→ **DATA TO USE**:
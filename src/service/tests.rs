#![allow(clippy::unwrap_used)]

use super::*;
use crate::store::ExpenseStore;
use std::path::Path;

struct FixedClock(Period);

impl Clock for FixedClock {
    fn current_period(&self) -> Period {
        self.0
    }
}

fn march() -> Period {
    Period::new(Month::March, 2024)
}

fn service(dir: &Path) -> ExpenseService {
    ExpenseService::new(ExpenseStore::new(dir), ServiceConfig::default())
}

fn service_with(dir: &Path, config: ServiceConfig) -> ExpenseService {
    ExpenseService::new(ExpenseStore::new(dir), config)
}

// ── Id assignment ─────────────────────────────────────────────

#[test]
fn test_ids_start_at_one() {
    let dir = tempfile::tempdir().unwrap();
    let svc = service(dir.path());
    assert_eq!(svc.add_expense(&march(), "Coffee", 3.5, None).unwrap(), 1);
    assert_eq!(svc.add_expense(&march(), "Lunch", 12.0, None).unwrap(), 2);
}

#[test]
fn test_ids_monotonic_across_deletes() {
    let dir = tempfile::tempdir().unwrap();
    let svc = service(dir.path());
    for i in 0..4 {
        svc.add_expense(&march(), &format!("Item {i}"), 1.0, None)
            .unwrap();
    }
    svc.delete_expense(&march(), 4, None).unwrap();
    svc.delete_expense(&march(), 2, None).unwrap();

    // Highest surviving id is 3, so the next must be 4; id 2 is never reused.
    assert_eq!(svc.add_expense(&march(), "After", 1.0, None).unwrap(), 4);

    let (records, _) = svc.list_expenses(&march()).unwrap();
    let ids: Vec<u32> = records.iter().map(|r| r.id).collect();
    assert_eq!(ids, vec![1, 3, 4]);
}

// ── Delete ────────────────────────────────────────────────────

#[test]
fn test_delete_preserves_relative_order() {
    let dir = tempfile::tempdir().unwrap();
    let svc = service(dir.path());
    for name in ["a", "b", "c", "d"] {
        svc.add_expense(&march(), name, 1.0, None).unwrap();
    }
    let removed = svc.delete_expense(&march(), 2, None).unwrap();
    assert_eq!(removed.description, "b");

    let (records, _) = svc.list_expenses(&march()).unwrap();
    let names: Vec<&str> = records.iter().map(|r| r.description.as_str()).collect();
    assert_eq!(names, vec!["a", "c", "d"]);
}

#[test]
fn test_delete_unknown_id_is_not_found_and_changes_nothing() {
    let dir = tempfile::tempdir().unwrap();
    let svc = service(dir.path());
    for name in ["a", "b", "c"] {
        svc.add_expense(&march(), name, 1.0, None).unwrap();
    }
    let err = svc.delete_expense(&march(), 999, None).unwrap_err();
    assert!(matches!(err, StoreError::NotFound { id: 999, .. }));

    let (records, _) = svc.list_expenses(&march()).unwrap();
    assert_eq!(records.len(), 3);
}

// ── Capacity ──────────────────────────────────────────────────

#[test]
fn test_full_store_rejects_add_without_persisting() {
    let dir = tempfile::tempdir().unwrap();
    let svc = service_with(
        dir.path(),
        ServiceConfig {
            max_records: 2,
            match_mode: MatchMode::Exact,
        },
    );
    svc.add_expense(&march(), "a", 1.0, None).unwrap();
    svc.add_expense(&march(), "b", 1.0, None).unwrap();

    let err = svc.add_expense(&march(), "c", 1.0, None).unwrap_err();
    assert!(matches!(err, StoreError::Full { limit: 2, .. }));

    let (records, _) = svc.list_expenses(&march()).unwrap();
    assert_eq!(records.len(), 2);
}

// ── Listing ───────────────────────────────────────────────────

#[test]
fn test_list_without_file_is_empty_with_zero_total() {
    let dir = tempfile::tempdir().unwrap();
    let svc = service(dir.path());
    let (records, total) = svc.list_expenses(&march()).unwrap();
    assert!(records.is_empty());
    assert_eq!(total, 0.0);
}

#[test]
fn test_empty_totals_format_as_positive_zero() {
    let dir = tempfile::tempdir().unwrap();
    let svc = service(dir.path());

    let (_, total) = svc.list_expenses(&march()).unwrap();
    assert_eq!(format!("{total:.2}"), "0.00");

    let cat = svc.total_for_category(&march(), "rent").unwrap();
    assert_eq!(format!("{cat:.2}"), "0.00");

    let mut ledger = svc.reset_budget(march(), 100.0).unwrap();
    svc.reconcile(&mut ledger).unwrap();
    assert_eq!(format!("{:.2}", ledger.spent), "0.00");
}

#[test]
fn test_list_total_sums_amounts() {
    let dir = tempfile::tempdir().unwrap();
    let svc = service(dir.path());
    svc.add_expense(&march(), "Groceries", 500.0, None).unwrap();
    svc.add_expense(&march(), "Refund", -100.0, None).unwrap();
    let (_, total) = svc.list_expenses(&march()).unwrap();
    assert_eq!(total, 400.0);
}

// ── Budget ledger ─────────────────────────────────────────────

#[test]
fn test_over_budget_scenario() {
    // Budget 600 in March 2024, then 500 + 200 of spending.
    let dir = tempfile::tempdir().unwrap();
    let svc = service(dir.path());
    let mut ledger = svc.reset_budget(march(), 600.0).unwrap();

    svc.add_expense(&march(), "Groceries", 500.0, Some(&mut ledger))
        .unwrap();
    assert!(!ledger.is_over_budget());

    svc.add_expense(&march(), "Movie", 200.0, Some(&mut ledger))
        .unwrap();
    assert_eq!(ledger.remaining(), -100.0);
    assert!(ledger.is_over_budget());

    // The overspent ledger was persisted too.
    let reloaded = svc.load_ledger().unwrap().unwrap();
    assert_eq!(reloaded.spent, 700.0);
}

#[test]
fn test_delete_refunds_active_ledger() {
    let dir = tempfile::tempdir().unwrap();
    let svc = service(dir.path());
    let mut ledger = svc.reset_budget(march(), 600.0).unwrap();
    let id = svc
        .add_expense(&march(), "Groceries", 500.0, Some(&mut ledger))
        .unwrap();
    svc.delete_expense(&march(), id, Some(&mut ledger)).unwrap();
    assert_eq!(ledger.spent, 0.0);
}

#[test]
fn test_other_period_does_not_touch_ledger() {
    let dir = tempfile::tempdir().unwrap();
    let svc = service(dir.path());
    let mut ledger = svc.reset_budget(march(), 600.0).unwrap();
    let april = Period::new(Month::April, 2024);
    svc.add_expense(&april, "Rent", 400.0, Some(&mut ledger))
        .unwrap();
    assert_eq!(ledger.spent, 0.0);
}

#[test]
fn test_reconcile_recomputes_spent_from_records() {
    let dir = tempfile::tempdir().unwrap();
    let svc = service(dir.path());
    svc.add_expense(&march(), "Groceries", 500.0, None).unwrap();
    svc.add_expense(&march(), "Movie", 200.0, None).unwrap();

    // Ledger file claims a spent figure that drifted from the record set.
    let mut lying = BudgetLedger::new(march(), 1000.0);
    lying.spent = 5.0;
    let store = ExpenseStore::new(dir.path());
    store.save_ledger(&lying).unwrap();

    let mut ledger = svc.load_ledger().unwrap().unwrap();
    svc.reconcile(&mut ledger).unwrap();
    assert_eq!(ledger.spent, 700.0);

    let (records, total) = svc.list_expenses(&march()).unwrap();
    assert_eq!(records.len(), 2);
    assert_eq!(ledger.spent, total);
}

#[test]
fn test_stale_ledger_detected() {
    let dir = tempfile::tempdir().unwrap();
    let svc = service(dir.path());
    let ledger = svc.reset_budget(march(), 600.0).unwrap();

    let clock = FixedClock(Period::new(Month::April, 2024));
    let err = svc.check_current(&ledger, &clock).unwrap_err();
    assert!(matches!(err, StoreError::StaleBudget { .. }));

    let same = FixedClock(march());
    assert!(svc.check_current(&ledger, &same).is_ok());
}

// ── Category totals ───────────────────────────────────────────

#[test]
fn test_category_total_exact_and_contains() {
    let dir = tempfile::tempdir().unwrap();
    let svc = service(dir.path());
    svc.add_expense(&march(), "Grocery", 50.0, None).unwrap();
    svc.add_expense(&march(), "Grocery Shopping", 30.0, None)
        .unwrap();
    svc.add_expense(&march(), "Movie", 20.0, None).unwrap();

    // Default mode: case-insensitive equality.
    assert_eq!(svc.total_for_category(&march(), "grocery").unwrap(), 50.0);

    // Substring mode also picks up "Grocery Shopping".
    assert_eq!(
        svc.total_for_category_with(&march(), "grocery", MatchMode::Contains)
            .unwrap(),
        80.0
    );
}

#[test]
fn test_category_total_no_match_is_zero() {
    let dir = tempfile::tempdir().unwrap();
    let svc = service(dir.path());
    svc.add_expense(&march(), "Grocery", 50.0, None).unwrap();
    assert_eq!(svc.total_for_category(&march(), "rent").unwrap(), 0.0);
}

// ── Report ────────────────────────────────────────────────────

#[test]
fn test_report_contents() {
    let dir = tempfile::tempdir().unwrap();
    let svc = service(dir.path());
    let mut ledger = svc.reset_budget(march(), 600.0).unwrap();
    svc.add_expense(&march(), "Groceries", 500.0, Some(&mut ledger))
        .unwrap();
    svc.add_expense(&march(), "Movie", 200.0, Some(&mut ledger))
        .unwrap();

    let doc = svc.generate_report(&march(), Some(&ledger)).unwrap();
    assert!(doc.contains("Expense Report for March 2024"));
    assert!(doc.contains("Groceries"));
    assert!(doc.contains("Total: 700.00"));
    assert!(doc.contains("Budget: 600.00"));
    assert!(doc.contains("Remaining: -100.00 (over budget)"));
}

#[test]
fn test_report_for_empty_period() {
    let dir = tempfile::tempdir().unwrap();
    let svc = service(dir.path());
    let doc = svc.generate_report(&march(), None).unwrap();
    assert!(doc.contains("No expenses recorded."));
    assert!(doc.contains("Total: 0.00"));
    assert!(!doc.contains("Budget:"));
}

// ── Input classification ──────────────────────────────────────

#[test]
fn test_parse_period() {
    assert_eq!(
        ExpenseService::parse_period("March", "2024").unwrap(),
        march()
    );
    assert_eq!(ExpenseService::parse_period("3", "2024").unwrap(), march());
    assert!(matches!(
        ExpenseService::parse_period("Marchh", "2024"),
        Err(StoreError::InvalidInput(_))
    ));
    assert!(matches!(
        ExpenseService::parse_period("March", "twenty24"),
        Err(StoreError::InvalidInput(_))
    ));
}

#[test]
fn test_parse_amount_permissive_about_sign() {
    assert_eq!(ExpenseService::parse_amount("12.5").unwrap(), 12.5);
    assert_eq!(ExpenseService::parse_amount("-3").unwrap(), -3.0);
    assert!(matches!(
        ExpenseService::parse_amount("twelve"),
        Err(StoreError::InvalidInput(_))
    ));
}

#[test]
fn test_long_description_truncated_on_add() {
    let dir = tempfile::tempdir().unwrap();
    let svc = service(dir.path());
    let long = "d".repeat(80);
    svc.add_expense(&march(), &long, 1.0, None).unwrap();
    let (records, _) = svc.list_expenses(&march()).unwrap();
    assert_eq!(records[0].description.len(), 49);
}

→ **PROBLEM**: Beginning with the line above that contains "assert!(!ledger.is_over_budget());", copy each line exactly up to and including the line that contains "let id = svc", and go no further.

→ **TASK OUTPUT**:
    assert!(!ledger.is_over_budget());

    svc.add_expense(&march(), "Movie", 200.0, Some(&mut ledger))
        .unwrap();
    assert_eq!(ledger.remaining(), -100.0);
    assert!(ledger.is_over_budget());

    // The overspent ledger was persisted too.
    let reloaded = svc.load_ledger().unwrap().unwrap();
    assert_eq!(reloaded.spent, 700.0);
}

#[test]
fn test_delete_refunds_active_ledger() {
    let dir = tempfile::tempdir().unwrap();
    let svc = service(dir.path());
    let mut ledger = svc.reset_budget(march(), 600.0).unwrap();
    let id = svc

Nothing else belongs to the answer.